** Required action **
The expected answer is the data below, retyped exactly.

** Exercise inputs **
pub mod client;
pub mod league_page;
pub mod match_page;
pub mod minute;
pub mod player_page;
pub mod source;

pub use client::TransfermarktClient;
pub use league_page::{parse_league_page, MatchRow, PageLayout, TeamRef};
pub use match_page::{parse_match_page, MatchDetailPage, PlayerRef};
pub use player_page::parse_player_profile;
pub use source::PageSource;

use scraper::{ElementRef, Selector};

/// Compile a selector literal.
///
/// Callers must pass a constant: an invalid selector is a programming error
/// and panics.
fn sel(css: &str) -> Selector {
    Selector::parse(css).unwrap_or_else(|e| panic!("invalid selector {css:?}: {e}"))
}

/// Whitespace-normalised text content of an element.
fn element_text(el: &ElementRef) -> String {
    el.text()
        .flat_map(str::split_whitespace)
        .collect::<Vec<_>>()
        .join(" ")
}

fn select_text(el: &ElementRef, selector: &Selector) -> Option<String> {
    el.select(selector)
        .next()
        .map(|e| element_text(&e))
        .filter(|t| !t.is_empty())
}

/// Numeric id in the last path segment of a site link
/// (`/arsenal_chelsea/index/spielbericht/3200000` -> 3200000).
pub fn external_id_from_path(href: &str) -> Option<i64> {
    href.trim_end_matches('/')
        .rsplit('/')
        .next()
        .and_then(|segment| segment.trim().parse().ok())
}

/// "A:B" score text. Anything else (e.g. "-:-" before kick-off) is `None`.
pub fn parse_score(text: &str) -> Option<(i32, i32)> {
    let (a, b) = text.trim().split_once(':')?;
    let a = a.trim().parse().ok()?;
    let b = b.trim().split_whitespace().next()?.parse().ok()?;
    Some((a, b))
}

#[cfg(test)]
mod tests {
    use super::*;

    #[test]
    fn test_external_id_from_path() {
        assert_eq!(
            external_id_from_path("/arsenal_chelsea/index/spielbericht/3200000"),
            Some(3_200_000)
        );
        assert_eq!(external_id_from_path("/profil/spieler/433177/"), Some(433177));
        assert_eq!(external_id_from_path("/aktuell/waspassiertheute/aktuell/new/datum/2019-08-09"), None);
        assert_eq!(external_id_from_path(""), None);
    }

    #[test]
    fn test_parse_score() {
        assert_eq!(parse_score("2:1"), Some((2, 1)));
        assert_eq!(parse_score(" 0 : 0 "), Some((0, 0)));
        assert_eq!(parse_score("3:2 AET"), Some((3, 2)));
        assert_eq!(parse_score("-:-"), None);
        assert_eq!(parse_score(""), None);
    }
}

** Answer section **
pub mod client;
pub mod league_page;
pub mod match_page;
pub mod minute;
pub mod player_page;
pub mod source;

pub use client::TransfermarktClient;
pub use league_page::{parse_league_page, MatchRow, PageLayout, TeamRef};
pub use match_page::{parse_match_page, MatchDetailPage, PlayerRef};
pub use player_page::parse_player_profile;
pub use source::PageSource;

use scraper::{ElementRef, Selector};

/// Compile a selector literal.
///
/// Callers must pass a constant: an invalid selector is a programming error
/// and panics.
fn sel(css: &str) -> Selector {
    Selector::parse(css).unwrap_or_else(|e| panic!("invalid selector {css:?}: {e}"))
}

/// Whitespace-normalised text content of an element.
fn element_text(el: &ElementRef) -> String {
    el.text()
        .flat_map(str::split_whitespace)
        .collect::<Vec<_>>()
        .join(" ")
}

fn select_text(el: &ElementRef, selector: &Selector) -> Option<String> {
    el.select(selector)
        .next()
        .map(|e| element_text(&e))
        .filter(|t| !t.is_empty())
}

/// Numeric id in the last path segment of a site link
/// (`/arsenal_chelsea/index/spielbericht/3200000` -> 3200000).
pub fn external_id_from_path(href: &str) -> Option<i64> {
    href.trim_end_matches('/')
        .rsplit('/')
        .next()
        .and_then(|segment| segment.trim().parse().ok())
}

/// "A:B" score text. Anything else (e.g. "-:-" before kick-off) is `None`.
pub fn parse_score(text: &str) -> Option<(i32, i32)> {
    let (a, b) = text.trim().split_once(':')?;
    let a = a.trim().parse().ok()?;
    let b = b.trim().split_whitespace().next()?.parse().ok()?;
    Some((a, b))
}

#[cfg(test)]
mod tests {
    use super::*;

    #[test]
    fn test_external_id_from_path() {
        assert_eq!(
            external_id_from_path("/arsenal_chelsea/index/spielbericht/3200000"),
            Some(3_200_000)
        );
        assert_eq!(external_id_from_path("/profil/spieler/433177/"), Some(433177));
        assert_eq!(external_id_from_path("/aktuell/waspassiertheute/aktuell/new/datum/2019-08-09"), None);
        assert_eq!(external_id_from_path(""), None);
    }

    #[test]
    fn test_parse_score() {
        assert_eq!(parse_score("2:1"), Some((2, 1)));
        assert_eq!(parse_score(" 0 : 0 "), Some((0, 0)));
        assert_eq!(parse_score("3:2 AET"), Some((3, 2)));
        assert_eq!(parse_score("-:-"), None);
        assert_eq!(parse_score(""), None);
    }
}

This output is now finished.